Стихи
Опубликовано в журнале Знамя, номер 2, 2010
Об авторе
| Антон Павлович Бахарев-Чернёнок родился в 1980 году в Губахе Пермской области. Закончил школу с золотой медалью и четыре курса Таганрогского пединститута по специальности учитель русского языка и литературы. Занял 1-е место на Международном фестивале поэзии в Ялте “Синани-Фест-2009”. Живёт в городи Осе Пермского края.
Антон Бахарев-Чернёнок
Огонь к огню
Северная молитва
Господи
дай сил мне пережить эту чёрную зиму
в холодных бараках пропахших мочой и спиртом
смотри я в тряпье я лежу головой в окурках
я дышу в гнилые обледеневшие доски
под которыми шевелятся крысы
а вокруг меня чёрные люди
Господи
Господи
дай сил мне бежать искушений
у страшной и живой полыньи во льдах северной реки
смотри я горючей желчью давлюсь и плачу
и плюю в снег своей северной кровью
а в чёрной воде смотри какие звёзды
Господи
Огонь к огню
Такая ночью в печке тяга,
Что страшно вылететь в трубу —
Как в космос врежешься, бедняга,
И рухнешь со звездой во лбу.
А рассказать потом кому-то
О зимней ночи — засмеют:
“Ну что за печка, звезданутый?
Теперь беспечен наш уют!”
Но я-то знаю, я-то помню,
Как рвался мой огонь к огню,
А космоса огонь бездомный
Ночами бился в дверь мою!
Северная элегия
Хмыри, хмыри, хмыри, хмыри…
Глаза откроешь и закроешь —
Со стаканом чумазый кореш,
Чабоном делится: “Кури!”
Раскисший берег. Март, апрель…
И сажа валится с котельной.
И Саша валится, отдельно
От Вани, в лодку, как в постель.
Всё тут же: клуб и магазин,
Каркас конечной остановки,
И на велосипеде, ловкий,
С одной ногой рыбак один…
Он будет, только сгонит лёд,
Стоять в реке с утра до ночи:
Два колеса, нога, комочек
Червей, клюёт и не клюёт.
Кентавр наших дней, навек
Прирос он к велику, и даже
Он из портрета стал пейзажем;
И, в общем, каждый человек —
Не человек, а так, топляк,
Что головой в воде качает;
И лещ его не отличает
От валунов и от коряг.
…Мой путь как дерево ветвист:
От корня — ствол; дороги, тропки,
Дрожащий лист, потом короткий
Взмах ветра — и на землю вниз.
Где, сжаты створками зари,
Её кровавым перламутром,
Ещё видны, ещё окурком
Последним делятся хмыри.
И где сутулый силуэт
В реке, как будто знак вопроса…
Его стирает ночь.
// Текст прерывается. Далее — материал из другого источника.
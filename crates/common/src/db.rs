//! SQLite database for FlowScout state persistence

use crate::types::{
    Checkpoint, Job, JobSpec, JobStatus, ResourceMeta, StepRecord, TestPlan, TestPlanSpec,
};
use crate::{Error, Result};
use parking_lot::Mutex;
use rusqlite::{params, Connection, OptionalExtension};
use std::path::Path;
use std::sync::Arc;
use tracing::{debug, info};

/// Table holding analysis, batch and test-run jobs
pub const JOBS: &str = "jobs";
/// Table holding test plans derived from completed analyses
pub const TEST_PLANS: &str = "test_plans";

const RESOURCE_COLUMNS: &str = "id, name, spec, status, created_at, updated_at";

/// Database wrapper for state persistence
#[derive(Clone)]
pub struct Database {
    conn: Arc<Mutex<Connection>>,
}

impl Database {
    /// Open or create database at path
    pub fn open(path: impl AsRef<Path>) -> Result<Self> {
        let conn = Connection::open(path.as_ref())?;

        // WAL lets API readers proceed while a job writes its status
        conn.execute_batch("PRAGMA journal_mode=WAL; PRAGMA synchronous=NORMAL;")?;

        let db = Self {
            conn: Arc::new(Mutex::new(conn)),
        };

        db.init_schema()?;

        info!("Opened database at {:?}", path.as_ref());
        Ok(db)
    }

    /// Open in-memory database (for testing)
    pub fn open_memory() -> Result<Self> {
        let conn = Connection::open_in_memory()?;
        let db = Self {
            conn: Arc::new(Mutex::new(conn)),
        };
        db.init_schema()?;
        Ok(db)
    }

    /// Initialize database schema
    fn init_schema(&self) -> Result<()> {
        let conn = self.conn.lock();

        conn.execute_batch(
            r#"
            -- Jobs table
            CREATE TABLE IF NOT EXISTS jobs (
                id TEXT PRIMARY KEY,
                name TEXT NOT NULL,
                spec TEXT NOT NULL,
                status TEXT NOT NULL,
                created_at INTEGER NOT NULL,
                updated_at INTEGER NOT NULL
            );
            CREATE INDEX IF NOT EXISTS idx_jobs_name ON jobs(name);

            -- Test plans table
            CREATE TABLE IF NOT EXISTS test_plans (
                id TEXT PRIMARY KEY,
                name TEXT NOT NULL,
                spec TEXT NOT NULL,
                status TEXT NOT NULL,
                created_at INTEGER NOT NULL,
                updated_at INTEGER NOT NULL
            );
            CREATE UNIQUE INDEX IF NOT EXISTS idx_test_plans_job
                ON test_plans(json_extract(spec, '$.job_id'));

            -- Latest resumable checkpoint per job
            CREATE TABLE IF NOT EXISTS checkpoints (
                job_id TEXT PRIMARY KEY,
                step TEXT NOT NULL,
                payload TEXT NOT NULL,
                created_at INTEGER NOT NULL
            );

            -- Generated flow documents
            CREATE TABLE IF NOT EXISTS flows (
                job_id TEXT NOT NULL,
                name TEXT NOT NULL,
                content TEXT NOT NULL,
                created_at INTEGER NOT NULL,
                PRIMARY KEY (job_id, name)
            );

            -- Agent detail and screenshot records
            CREATE TABLE IF NOT EXISTS step_records (
                job_id TEXT NOT NULL,
                seq INTEGER NOT NULL,
                kind TEXT NOT NULL,
                payload TEXT NOT NULL,
                created_at INTEGER NOT NULL,
                PRIMARY KEY (job_id, seq)
            );
            "#,
        )?;

        debug!("Database schema initialized");
        Ok(())
    }

    // ========================================================================
    // Resource rows shared by jobs and test plans
    // ========================================================================

    fn insert<S: serde::Serialize, T: serde::Serialize>(
        &self,
        table: &str,
        meta: &ResourceMeta,
        spec: &S,
        status: &T,
    ) -> Result<()> {
        let conn = self.conn.lock();
        conn.execute(
            &format!(
                "INSERT INTO {} ({}) VALUES (?1, ?2, ?3, ?4, ?5, ?6)",
                table, RESOURCE_COLUMNS
            ),
            params![
                meta.id,
                meta.name,
                serde_json::to_string(spec)?,
                serde_json::to_string(status)?,
                meta.created_at,
                meta.updated_at,
            ],
        )?;

        debug!("Inserted {} with id {}", table, meta.id);
        Ok(())
    }

    /// Replace a row's status; the spec is immutable once written
    fn set_status<T: serde::Serialize>(&self, table: &str, id: &str, status: &T) -> Result<()> {
        let conn = self.conn.lock();
        let now = chrono::Utc::now().timestamp();
        let touched = conn.execute(
            &format!("UPDATE {} SET status = ?1, updated_at = ?2 WHERE id = ?3", table),
            params![serde_json::to_string(status)?, now, id],
        )?;
        if touched == 0 {
            return Err(Error::not_found(table, id));
        }
        Ok(())
    }

    fn get<S: serde::de::DeserializeOwned, T: serde::de::DeserializeOwned>(
        &self,
        table: &str,
        id: &str,
    ) -> Result<Option<ResourceRow<S, T>>> {
        let conn = self.conn.lock();
        let row = conn
            .query_row(
                &format!("SELECT {} FROM {} WHERE id = ?1", RESOURCE_COLUMNS, table),
                params![id],
                RawRow::from_row,
            )
            .optional()?;

        row.map(RawRow::parse).transpose()
    }

    /// Every row of `table`, newest first
    fn list<S: serde::de::DeserializeOwned, T: serde::de::DeserializeOwned>(
        &self,
        table: &str,
    ) -> Result<Vec<ResourceRow<S, T>>> {
        let conn = self.conn.lock();
        let mut stmt = conn.prepare(&format!(
            "SELECT {} FROM {} ORDER BY created_at DESC, rowid DESC",
            RESOURCE_COLUMNS, table
        ))?;
        let rows = stmt.query_map([], RawRow::from_row)?;

        let mut results = Vec::new();
        for row in rows {
            results.push(row?.parse()?);
        }
        Ok(results)
    }

    // ========================================================================
    // Jobs and test plans
    // ========================================================================

    pub fn insert_job(&self, job: &Job) -> Result<()> {
        self.insert(JOBS, &job.meta, &job.spec, &job.status)
    }

    pub fn get_job(&self, id: &str) -> Result<Option<Job>> {
        let row: Option<ResourceRow<JobSpec, JobStatus>> = self.get(JOBS, id)?;
        Ok(row.map(|r| Job {
            meta: r.meta,
            spec: r.spec,
            status: r.status,
        }))
    }

    pub fn list_jobs(&self) -> Result<Vec<Job>> {
        let rows: Vec<ResourceRow<JobSpec, JobStatus>> = self.list(JOBS)?;
        Ok(rows
            .into_iter()
            .map(|r| Job {
                meta: r.meta,
                spec: r.spec,
                status: r.status,
            })
            .collect())
    }

    pub fn update_job_status(&self, id: &str, status: &JobStatus) -> Result<()> {
        self.set_status(JOBS, id, status)
    }

    pub fn insert_test_plan(&self, plan: &TestPlan) -> Result<()> {
        self.insert(TEST_PLANS, &plan.meta, &plan.spec, &serde_json::Value::Null)
    }

    pub fn get_test_plan(&self, id: &str) -> Result<Option<TestPlan>> {
        let row: Option<ResourceRow<TestPlanSpec, serde_json::Value>> =
            self.get(TEST_PLANS, id)?;
        Ok(row.map(|r| TestPlan {
            meta: r.meta,
            spec: r.spec,
        }))
    }

    /// The test plan derived from `job_id`, if one exists
    pub fn find_test_plan_for_job(&self, job_id: &str) -> Result<Option<TestPlan>> {
        let id: Option<String> = {
            let conn = self.conn.lock();
            conn.query_row(
                "SELECT id FROM test_plans WHERE json_extract(spec, '$.job_id') = ?1",
                params![job_id],
                |row| row.get(0),
            )
            .optional()?
        };
        match id {
            Some(id) => self.get_test_plan(&id),
            None => Ok(None),
        }
    }

    // ========================================================================
    // Checkpoints
    // ========================================================================

    /// Store the job's checkpoint, replacing any earlier one
    pub fn save_checkpoint(&self, checkpoint: &Checkpoint) -> Result<()> {
        let conn = self.conn.lock();
        conn.execute(
            "INSERT OR REPLACE INTO checkpoints (job_id, step, payload, created_at)
             VALUES (?1, ?2, ?3, ?4)",
            params![
                checkpoint.job_id,
                checkpoint.step,
                serde_json::to_string(&checkpoint.payload)?,
                checkpoint.created_at,
            ],
        )?;
        debug!(
            "Saved checkpoint for job {} at step {}",
            checkpoint.job_id, checkpoint.step
        );
        Ok(())
    }

    pub fn get_checkpoint(&self, job_id: &str) -> Result<Option<Checkpoint>> {
        let conn = self.conn.lock();
        let row = conn
            .query_row(
                "SELECT job_id, step, payload, created_at FROM checkpoints WHERE job_id = ?1",
                params![job_id],
                |row| {
                    Ok((
                        row.get::<_, String>(0)?,
                        row.get::<_, String>(1)?,
                        row.get::<_, String>(2)?,
                        row.get::<_, i64>(3)?,
                    ))
                },
            )
            .optional()?;

        match row {
            Some((job_id, step, payload, created_at)) => Ok(Some(Checkpoint {
                job_id,
                step,
                payload: serde_json::from_str(&payload)?,
                created_at,
            })),
            None => Ok(None),
        }
    }

    pub fn clear_checkpoint(&self, job_id: &str) -> Result<()> {
        let conn = self.conn.lock();
        conn.execute("DELETE FROM checkpoints WHERE job_id = ?1", params![job_id])?;
        Ok(())
    }

    // ========================================================================
    // Flows
    // ========================================================================

    /// Store a flow document; re-saving the same name overwrites it
    pub fn save_flow(&self, job_id: &str, name: &str, content: &str) -> Result<()> {
        let conn = self.conn.lock();
        let now = chrono::Utc::now().timestamp();
        conn.execute(
            "INSERT OR REPLACE INTO flows (job_id, name, content, created_at)
             VALUES (?1, ?2, ?3, ?4)",
            params![job_id, name, content, now],
        )?;
        Ok(())
    }

    /// Flow `(name, content)` pairs for a job, ordered by name
    pub fn list_flows(&self, job_id: &str) -> Result<Vec<(String, String)>> {
        let conn = self.conn.lock();
        let mut stmt =
            conn.prepare("SELECT name, content FROM flows WHERE job_id = ?1 ORDER BY name")?;
        let rows = stmt.query_map(params![job_id], |row| Ok((row.get(0)?, row.get(1)?)))?;

        let mut flows = Vec::new();
        for row in rows {
            flows.push(row?);
        }
        Ok(flows)
    }

    // ========================================================================
    // Step records
    // ========================================================================

    /// Append a step record, assigning the next sequence number
    pub fn append_step_record(
        &self,
        job_id: &str,
        kind: &str,
        payload: &serde_json::Value,
    ) -> Result<i64> {
        let conn = self.conn.lock();
        let seq: i64 = conn.query_row(
            "SELECT COALESCE(MAX(seq), 0) + 1 FROM step_records WHERE job_id = ?1",
            params![job_id],
            |row| row.get(0),
        )?;
        conn.execute(
            "INSERT INTO step_records (job_id, seq, kind, payload, created_at)
             VALUES (?1, ?2, ?3, ?4, ?5)",
            params![
                job_id,
                seq,
                kind,
                serde_json::to_string(payload)?,
                chrono::Utc::now().timestamp()
            ],
        )?;
        Ok(seq)
    }

    pub fn list_step_records(&self, job_id: &str) -> Result<Vec<StepRecord>> {
        let conn = self.conn.lock();
        let mut stmt = conn.prepare(
            "SELECT job_id, seq, kind, payload, created_at FROM step_records
             WHERE job_id = ?1 ORDER BY seq",
        )?;
        let rows = stmt.query_map(params![job_id], |row| {
            Ok((
                row.get::<_, String>(0)?,
                row.get::<_, i64>(1)?,
                row.get::<_, String>(2)?,
                row.get::<_, String>(3)?,
                row.get::<_, i64>(4)?,
            ))
        })?;

        let mut records = Vec::new();
        for row in rows {
            let (job_id, seq, kind, payload, created_at) = row?;
            records.push(StepRecord {
                job_id,
                seq,
                kind,
                payload: serde_json::from_str(&payload)?,
                created_at,
            });
        }
        Ok(records)
    }

}

/// Raw database row before parsing
struct RawRow {
    id: String,
    name: String,
    spec: String,
    status: String,
    created_at: i64,
    updated_at: i64,
}

impl RawRow {
    fn from_row(row: &rusqlite::Row<'_>) -> rusqlite::Result<Self> {
        Ok(RawRow {
            id: row.get(0)?,
            name: row.get(1)?,
            spec: row.get(2)?,
            status: row.get(3)?,
            created_at: row.get(4)?,
            updated_at: row.get(5)?,
        })
    }

    fn parse<S: serde::de::DeserializeOwned, T: serde::de::DeserializeOwned>(
        self,
    ) -> Result<ResourceRow<S, T>> {
        Ok(ResourceRow {
            meta: ResourceMeta {
                id: self.id,
                name: self.name,
                created_at: self.created_at,
                updated_at: self.updated_at,
            },
            spec: serde_json::from_str(&self.spec)?,
            status: serde_json::from_str(&self.status)?,
        })
    }
}

/// Parsed resource row
struct ResourceRow<S, T> {
    meta: ResourceMeta,
    spec: S,
    status: T,
}
//! Local flow tooling; these commands never contact the daemon

use anyhow::{anyhow, Context, Result};
use clap::Subcommand;
use serde::Serialize;
use serde_json::Value;
use std::path::{Path, PathBuf};

use flowscout_flow::{flow_name, normalize, order_flows, parse, reconstruct, Command, Flow, GeneratedFlow};

use crate::output::{print_item, print_list, print_success, print_value, OutputFormat, TableDisplay};

#[derive(Subcommand)]
pub enum FlowCommands {
    /// Parse a flow file and show its header and commands
    Parse {
        /// Flow file (.yaml)
        file: PathBuf,
    },

    /// Apply text repairs to a flow file
    Normalize {
        /// Flow file (.yaml)
        file: PathBuf,

        /// Rewrite the file in place instead of printing
        #[arg(short, long)]
        write: bool,
    },

    /// Render analysis JSON flows as flow text
    Reconstruct {
        /// JSON file: one flow, an array of flows, or an analysis result
        /// with a `flows` array
        file: PathBuf,

        /// Write `<name>.yaml` files here instead of printing
        #[arg(short, long)]
        output_dir: Option<PathBuf>,
    },
}

/// One command row of a parsed flow
#[derive(Serialize)]
pub struct CommandDisplay {
    pub index: usize,
    pub command: String,
    pub kind: String,
    pub argument: String,
}

impl CommandDisplay {
    fn from_command(index: usize, command: &Command) -> Self {
        let argument = command
            .arg()
            .and_then(|arg| serde_json::to_string(arg).ok())
            .unwrap_or_default();
        Self {
            index,
            command: command.name().to_string(),
            kind: format!("{:?}", command.kind()),
            argument,
        }
    }
}

impl TableDisplay for CommandDisplay {
    fn headers() -> Vec<&'static str> {
        vec!["#", "Command", "Kind", "Argument"]
    }

    fn row(&self) -> Vec<String> {
        vec![
            self.index.to_string(),
            self.command.clone(),
            self.kind.clone(),
            self.argument.clone(),
        ]
    }
}

/// Flow header summary
#[derive(Serialize)]
pub struct FlowSummary {
    pub name: String,
    pub start_url: String,
    pub tags: String,
    pub commands: usize,
}

impl From<&Flow> for FlowSummary {
    fn from(flow: &Flow) -> Self {
        Self {
            name: flow.name.clone(),
            start_url: flow.metadata.start_url.clone().unwrap_or_else(|| "-".to_string()),
            tags: flow.metadata.tags.join(", "),
            commands: flow.commands.len(),
        }
    }
}

impl TableDisplay for FlowSummary {
    fn headers() -> Vec<&'static str> {
        vec!["Name", "Start URL", "Tags", "Commands"]
    }

    fn row(&self) -> Vec<String> {
        vec![
            self.name.clone(),
            self.start_url.clone(),
            self.tags.clone(),
            self.commands.to_string(),
        ]
    }
}

pub fn execute(cmd: FlowCommands, format: OutputFormat) -> Result<()> {
    match cmd {
        FlowCommands::Parse { file } => {
            let flow = parse_file(&file)?;
            match format {
                OutputFormat::Table | OutputFormat::Plain => {
                    print_item(&FlowSummary::from(&flow), format);
                    let rows: Vec<CommandDisplay> = flow
                        .commands
                        .iter()
                        .enumerate()
                        .map(|(i, c)| CommandDisplay::from_command(i + 1, c))
                        .collect();
                    print_list(&rows, format);
                }
                _ => print_value(&flow, format),
            }
        }

        FlowCommands::Normalize { file, write } => {
            let raw = read(&file)?;
            let text = normalize(&raw);
            if write {
                if text == raw {
                    print_success(&format!("{} already normalized", file.display()));
                } else {
                    std::fs::write(&file, &text)
                        .with_context(|| format!("failed to write {}", file.display()))?;
                    print_success(&format!("Normalized {}", file.display()));
                }
            } else {
                print!("{}", text);
            }
        }

        FlowCommands::Reconstruct { file, output_dir } => {
            let rendered = reconstruct_file(&file)?;
            match output_dir {
                Some(dir) => {
                    for path in write_flows(&dir, &rendered)? {
                        print_success(&format!("Wrote {}", path.display()));
                    }
                }
                None => {
                    for (i, (name, text)) in rendered.iter().enumerate() {
                        if i > 0 {
                            println!();
                        }
                        println!("# {}", name);
                        print!("{}", text);
                    }
                }
            }
        }
    }

    Ok(())
}

fn read(path: &Path) -> Result<String> {
    std::fs::read_to_string(path).with_context(|| format!("failed to read {}", path.display()))
}

/// Parse a flow file, naming the flow after the file
pub fn parse_file(path: &Path) -> Result<Flow> {
    let file_name = path
        .file_name()
        .map(|n| n.to_string_lossy().to_string())
        .ok_or_else(|| anyhow!("not a file: {}", path.display()))?;
    Ok(parse(flow_name(&file_name), &read(path)?)?)
}

/// Render every flow in a JSON file as `(name, text)`, `setup` first
pub fn reconstruct_file(path: &Path) -> Result<Vec<(String, String)>> {
    let value: Value = serde_json::from_str(&read(path)?)
        .with_context(|| format!("{} is not JSON", path.display()))?;
    let flows: Vec<GeneratedFlow> = if value.is_array() {
        serde_json::from_value(value)?
    } else if let Some(flows) = value.get("flows") {
        serde_json::from_value(flows.clone())?
    } else {
        vec![serde_json::from_value(value)?]
    };

    order_flows(flows, |f| f.name.as_str())
        .iter()
        .map(|flow| Ok((flow.name.clone(), reconstruct(flow)?)))
        .collect()
}

fn write_flows(dir: &Path, rendered: &[(String, String)]) -> Result<Vec<PathBuf>> {
    std::fs::create_dir_all(dir)?;
    rendered
        .iter()
        .map(|(name, text)| {
            let file: String = name
                .chars()
                .map(|c| if c.is_ascii_alphanumeric() || matches!(c, '-' | '_') { c } else { '_' })
                .collect();
            let path = dir.join(format!("{}.yaml", file));
            std::fs::write(&path, text)?;
            Ok(path)
        })
        .collect()
}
Так просто
Обозначая свой ответ.
Но я пока ещё ползу
По ветке, и пока не с краю,
Я в памяти перебираю
И узнаю всех по лицу —
Ивана, Сашу, рыбака —
В промозглом ветреном апреле…
И пепел сыплется с котельной,
И живы мы ещё пока.
* * *
Когда-нибудь, на смех врагу,
В учебник экспериментальный,
В литературное рагу,
И мой засунут стих печальный.
И биография моя
В две строчки на факультативе,
Простой тетради на полях,
Вся влезет в буквицы кривые.
И школьник сонный, сорванец,
Пририсовав мне нос и уши,
Звонок услышит, наконец, —
И весь урок забудет тут же.
Малой
Передо мной стоит малой
И говорит, блестя соплёй:
“Эй, ёптель, угости-ка сигаретой!”
“А ты не мал?” “Ты чё, блатной?” —
Плюёт малой. “Да нет, родной,
Я не блатной, но сигареты нету”.
Малой живёт вдвоём с отцом,
Отец бухает и спецом —
Проходчиком колымит по сезону.
И хоть он ходит молодцом,
Конец не сходится с концом.
А деда привезли сюда на зону.
И дед был тоже не блатной,
Он загремел по бытовой,
Зашёл в барак, ему: “А ну-ка, фраер,
Давай махорочку, чудной!”
А он им: “Сёдня выходной”.
Его и запинали за сараем.
Но он поправился. Потом
Амнистия. Поставил дом
Недалеко, не мудрствуя лукаво.
С женой, скотом и животом
Прожил. И умер. Но, при том,
Себе потомка вырастил на славу.
Теперь потомок наравне
С отцом, на той же глубине,
Ворочает каменьями всё лето.
А сын потомка в ноги мне
Опять плюёт. И в стороне
Закуривает, сука, сигарету.
О земле
В окрестностях нашей деревни
Выгрызают алмазы щербатые драги,
Буровые давятся нефтью,
А ещё было производство бумаги —
Крепкой, для ленинских сочинений.
У нас всё крепкое, как алмазы.
Лес, и тот рубят, вон, по третьему разу,
И летят щепки иных учений.
В самой деревне тоже шумно, летом:
Туристы артефакты ищут пикающей палкой,
Это зимой, с октября по июнь, никого нету —
А тут и ребёнок усердно роет червей для рыбалки,
И дамочка редкостный кустик тянет как репку, смеётся…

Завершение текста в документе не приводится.